Proust du côté juif

Proust du côté juif

Dossier : Arts, lettres et sciencesMagazine N°776 Juin 2022Par : Antoine Compagnon (X70)Rédacteur : Hubert Lévy-Lambert (X53)Editeur : Éditions Gallimard, mars 2022

Notre cama­rade Antoine Com­pagnon (X70), qui nous a habitués à des lec­tures esti­vales plutôt reposantes (Un été avec Mon­taigne, Un été avec Baude­laire, Un été avec Pas­cal), est aus­si un fouineur acharné, un rat de bib­lio­thèque, pour tout dire un véri­ta­ble béné­dictin ! Il nous le mon­tre avec son dernier opus qui présente ses recherch­es orig­i­nales sur l’ascendance juive de Proust, du côté de sa mère, née Jeanne Weil, nièce du séna­teur Adolphe Crémieux, père d’un décret de 1870 qui a don­né aux Juifs d’Algérie la nation­al­ité française.
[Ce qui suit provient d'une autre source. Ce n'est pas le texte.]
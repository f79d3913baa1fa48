//! In-memory collaborators for tests and local experiments.
//!
//! Both types are cheap handles around shared state: clones observe and mutate the same
//! catalog or topic listing, so a test can keep one handle while the auditor owns another.

use std::{
    collections::{BTreeMap, BTreeSet, HashMap},
    sync::{Arc, Mutex, MutexGuard, PoisonError},
};

use async_trait::async_trait;
use serde_json::Value;

use crate::{
    catalog::{
        CatalogClient, CatalogConnector, CatalogEntity, CatalogId, CatalogResult, NewCatalogEntity,
        ATTRIBUTE_QUALIFIED_NAME,
    },
    error::{CatalogError, ListerError},
    lister::{ListerResult, ResourceLister, ResourceListerConnector, TopicDescription},
};

/// Number of calls received per catalog operation.
#[derive(Debug, Default, Clone, Copy, PartialEq, Eq)]
pub struct CatalogCalls {
    pub find_by_attribute: usize,
    pub get_by_attribute: usize,
    pub create_entities: usize,
    pub delete_by_ids: usize,
    pub delete_by_id: usize,
}

impl CatalogCalls {
    #[must_use]
    pub fn mutations(&self) -> usize {
        self.create_entities + self.delete_by_ids + self.delete_by_id
    }
}

#[derive(Debug, Default)]
struct CatalogState {
    entities: BTreeMap<CatalogId, (String, CatalogEntity)>,
    next_id: u64,
    unavailable: bool,
    rejected: BTreeSet<String>,
    append_only: bool,
    calls: CatalogCalls,
    connect_options: Option<HashMap<String, String>>,
    closed: bool,
}

#[derive(Debug, Clone, Default)]
pub struct InMemoryCatalog {
    state: Arc<Mutex<CatalogState>>,
}

impl InMemoryCatalog {
    #[must_use]
    pub fn new() -> Self {
        Self::default()
    }

    fn state(&self) -> MutexGuard<'_, CatalogState> {
        self.state.lock().unwrap_or_else(PoisonError::into_inner)
    }

    /// Stores `entity` without counting it as a client call.
    pub fn insert(&self, entity: NewCatalogEntity) -> CatalogId {
        self.state().upsert(entity)
    }

    #[must_use]
    pub fn entities(&self) -> Vec<CatalogEntity> {
        self.state()
            .entities
            .values()
            .map(|(_, entity)| entity.clone())
            .collect()
    }

    /// Looks up an entity by qualified name without counting a client call.
    #[must_use]
    pub fn get(&self, qualified_name: &str) -> Option<CatalogEntity> {
        self.state()
            .entities
            .values()
            .map(|(_, entity)| entity)
            .find(|entity| {
                entity
                    .attributes
                    .get(ATTRIBUTE_QUALIFIED_NAME)
                    .and_then(Value::as_str)
                    == Some(qualified_name)
            })
            .cloned()
    }

    #[must_use]
    pub fn qualified_names(&self) -> BTreeSet<String> {
        self.state()
            .entities
            .values()
            .map(|(_, entity)| entity.qualified_name.clone())
            .collect()
    }

    /// While set, every call fails with [`CatalogError::ServiceUnavailable`].
    pub fn set_unavailable(&self, unavailable: bool) {
        self.state().unavailable = unavailable;
    }

    /// While set, every creation stores a new entity, even if one with the same qualified
    /// name exists. Mimics catalogs without upsert semantics.
    pub fn set_append_only(&self, append_only: bool) {
        self.state().append_only = append_only;
    }

    /// Creation of `qualified_name` fails with [`CatalogError::Rejected`] until cleared.
    pub fn reject_creation_of(&self, qualified_name: impl Into<String>) {
        self.state().rejected.insert(qualified_name.into());
    }

    pub fn clear_rejections(&self) {
        self.state().rejected.clear();
    }

    #[must_use]
    pub fn calls(&self) -> CatalogCalls {
        self.state().calls
    }

    #[must_use]
    pub fn connect_options(&self) -> Option<HashMap<String, String>> {
        self.state().connect_options.clone()
    }

    #[must_use]
    pub fn is_closed(&self) -> bool {
        self.state().closed
    }
}

impl CatalogState {
    fn check_available(&self) -> CatalogResult<()> {
        if self.unavailable {
            return Err(CatalogError::ServiceUnavailable(
                "in-memory catalog is marked unavailable".to_string(),
            ));
        }
        Ok(())
    }

    /// Unless append-only, entities are unique by qualified name and creating an existing one
    /// updates it in place.
    fn upsert(&mut self, new: NewCatalogEntity) -> CatalogId {
        let existing = (!self.append_only)
            .then(|| self.entities.iter().find(|(_, (type_name, entity))| {
                *type_name == new.type_name && entity.qualified_name == new.qualified_name
            }))
            .flatten()
            .map(|(id, _)| id.clone());

        let catalog_id = existing.unwrap_or_else(|| {
            self.next_id += 1;
            CatalogId::from(format!("guid-{}", self.next_id))
        });
        let entity = CatalogEntity {
            catalog_id: catalog_id.clone(),
            qualified_name: new.qualified_name,
            cluster_namespace: new.cluster_namespace,
            resource_name: new.resource_name,
            attributes: new.attributes,
        };
        self.entities
            .insert(catalog_id.clone(), (new.type_name, entity));
        catalog_id
    }

    fn matching<'a>(
        &'a self,
        type_name: &'a str,
        attribute: &'a str,
        accept: impl Fn(&str) -> bool + 'a,
    ) -> impl Iterator<Item = &'a CatalogEntity> + 'a {
        self.entities
            .values()
            .filter(move |(entity_type, _)| entity_type == type_name)
            .map(|(_, entity)| entity)
            .filter(move |entity| {
                entity
                    .attributes
                    .get(attribute)
                    .and_then(Value::as_str)
                    .is_some_and(&accept)
            })
    }

    fn remove(&mut self, id: &CatalogId) -> CatalogResult<()> {
        self.entities
            .remove(id)
            .map(|_| ())
            .ok_or_else(|| CatalogError::NotFound(id.to_string()))
    }
}

#[async_trait]
impl CatalogClient for InMemoryCatalog {
    async fn find_by_attribute(
        &self,
        type_name: &str,
        attribute: &str,
        values: &BTreeSet<String>,
    ) -> CatalogResult<Vec<CatalogEntity>> {
        let mut state = self.state();
        state.calls.find_by_attribute += 1;
        state.check_available()?;
        Ok(state
            .matching(type_name, attribute, |value| values.contains(value))
            .cloned()
            .collect())
    }

    async fn get_by_attribute(
        &self,
        type_name: &str,
        attribute: &str,
        value: &str,
    ) -> CatalogResult<Option<CatalogEntity>> {
        let mut state = self.state();
        state.calls.get_by_attribute += 1;
        state.check_available()?;
        Ok(state
            .matching(type_name, attribute, |candidate| candidate == value)
            .next()
            .cloned())
    }

    async fn create_entities(
        &self,
        entities: Vec<NewCatalogEntity>,
    ) -> CatalogResult<Vec<CatalogResult<CatalogId>>> {
        let mut state = self.state();
        state.calls.create_entities += 1;
        state.check_available()?;
        Ok(entities
            .into_iter()
            .map(|entity| {
                if state.rejected.contains(&entity.qualified_name) {
                    Err(CatalogError::Rejected {
                        qualified_name: entity.qualified_name,
                        reason: "rejected by test configuration".to_string(),
                    })
                } else {
                    Ok(state.upsert(entity))
                }
            })
            .collect())
    }

    async fn delete_by_ids(&self, ids: &[CatalogId]) -> CatalogResult<Vec<CatalogResult<()>>> {
        let mut state = self.state();
        state.calls.delete_by_ids += 1;
        state.check_available()?;
        Ok(ids.iter().map(|id| state.remove(id)).collect())
    }

    async fn delete_by_id(&self, id: &CatalogId) -> CatalogResult<()> {
        let mut state = self.state();
        state.calls.delete_by_id += 1;
        state.check_available()?;
        state.remove(id)
    }

    async fn close(&self) {
        self.state().closed = true;
    }
}

impl CatalogConnector for InMemoryCatalog {
    fn connect(&self, options: &HashMap<String, String>) -> CatalogResult<Arc<dyn CatalogClient>> {
        let mut state = self.state();
        state.connect_options = Some(options.clone());
        state.closed = false;
        drop(state);
        Ok(Arc::new(self.clone()))
    }
}

#[derive(Debug, Default)]
struct ListerState {
    topics: BTreeMap<String, TopicDescription>,
    unavailable: bool,
    list_calls: usize,
    describe_calls: usize,
    connect_options: Option<HashMap<String, String>>,
    closed: bool,
}

#[derive(Debug, Clone, Default)]
pub struct InMemoryResourceLister {
    state: Arc<Mutex<ListerState>>,
}

impl InMemoryResourceLister {
    #[must_use]
    pub fn new() -> Self {
        Self::default()
    }

    #[must_use]
    pub fn with_topics<'a>(topics: impl IntoIterator<Item = &'a str>) -> Self {
        let lister = Self::new();
        for topic in topics {
            lister.create_topic(topic, 1, 1);
        }
        lister
    }

    fn state(&self) -> MutexGuard<'_, ListerState> {
        self.state.lock().unwrap_or_else(PoisonError::into_inner)
    }

    pub fn create_topic(&self, name: &str, partition_count: i32, replication_factor: i16) {
        self.state().topics.insert(
            name.to_string(),
            TopicDescription {
                partition_count,
                replication_factor,
            },
        );
    }

    pub fn delete_topic(&self, name: &str) {
        self.state().topics.remove(name);
    }

    /// While set, every call fails with [`ListerError::Unavailable`].
    pub fn set_unavailable(&self, unavailable: bool) {
        self.state().unavailable = unavailable;
    }

    #[must_use]
    pub fn list_calls(&self) -> usize {
        self.state().list_calls
    }

    #[must_use]
    pub fn describe_calls(&self) -> usize {
        self.state().describe_calls
    }

    #[must_use]
    pub fn connect_options(&self) -> Option<HashMap<String, String>> {
        self.state().connect_options.clone()
    }

    #[must_use]
    pub fn is_closed(&self) -> bool {
        self.state().closed
    }
}

impl ListerState {
    fn check_available(&self) -> ListerResult<()> {
        if self.unavailable {
            return Err(ListerError::Unavailable(
                "in-memory lister is marked unavailable".to_string(),
            ));
        }
        Ok(())
    }
}

#[async_trait]
impl ResourceLister for InMemoryResourceLister {
    async fn list_live_resources(&self) -> ListerResult<BTreeSet<String>> {
        let mut state = self.state();
        state.list_calls += 1;
        state.check_available()?;
        Ok(state.topics.keys().cloned().collect())
    }

    async fn describe(
        &self,
        names: &BTreeSet<String>,
    ) -> ListerResult<HashMap<String, TopicDescription>> {
        let mut state = self.state();
        state.describe_calls += 1;
        state.check_available()?;
        Ok(names
            .iter()
            .filter_map(|name| {
                state
                    .topics
                    .get(name)
                    .map(|description| (name.clone(), *description))
            })
            .collect())
    }

    async fn close(&self) {
        self.state().closed = true;
    }
}

impl ResourceListerConnector for InMemoryResourceLister {
    fn connect(&self, options: &HashMap<String, String>) -> ListerResult<Arc<dyn ResourceLister>> {
        let mut state = self.state();
        state.connect_options = Some(options.clone());
        state.closed = false;
        drop(state);
        Ok(Arc::new(self.clone()))
    }
}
On peut dif­fi­cile­ment résumer ce pavé de plus de 400 pages écrites en petits car­ac­tères, assor­ties de cen­taines de notes de bas de page, d’une abon­dante bib­li­ogra­phie et d’un index de près de 1 000 noms. La thèse d’Antoine Com­pagnon est que, con­traire­ment aux idées reçues et nonob­stant le car­ac­tère des per­son­nages juifs de la Recherche, comme Bloch, Swann, Nis­sim Bernard, Rachel, ou le qual­i­fi­catif de race mau­dite qu’il donne aux Juifs (et aux homo­sex­uels !) dans Sodome et Gom­or­rhe, voire l’amitié d’antisémites et d’antidreyfusards avérés comme Léon Daudet, Mau­rice Bar­rès ou Mon­tesquiou, Proust n’était pas du tout antisémite.

Dans une mys­térieuse let­tre, dont les Proustiens recherchent le nom du des­ti­nataire depuis près d’un siè­cle et dont Antoine Com­pagnon a réus­si in extrem­is à percer le secret – aidé en cela par ce qu’il appelle hum­ble­ment « le dieu caché de la recherche, une grâce du chercheur » mais que j’appellerais sim­ple­ment la douance du chercheur qui ne laisse rien au hasard –, Proust déclare qu’il accom­pa­g­nait sou­vent son grand-père Nathé pour dépos­er un cail­lou sur la tombe des arrière-grands-par­ents au Père-Lachaise, au bout de la bien nom­mée rue du Repos, non loin de l’avenue Rachel où est enter­rée la grande comé­di­enne éponyme, abon­dam­ment citée dans la Recherche.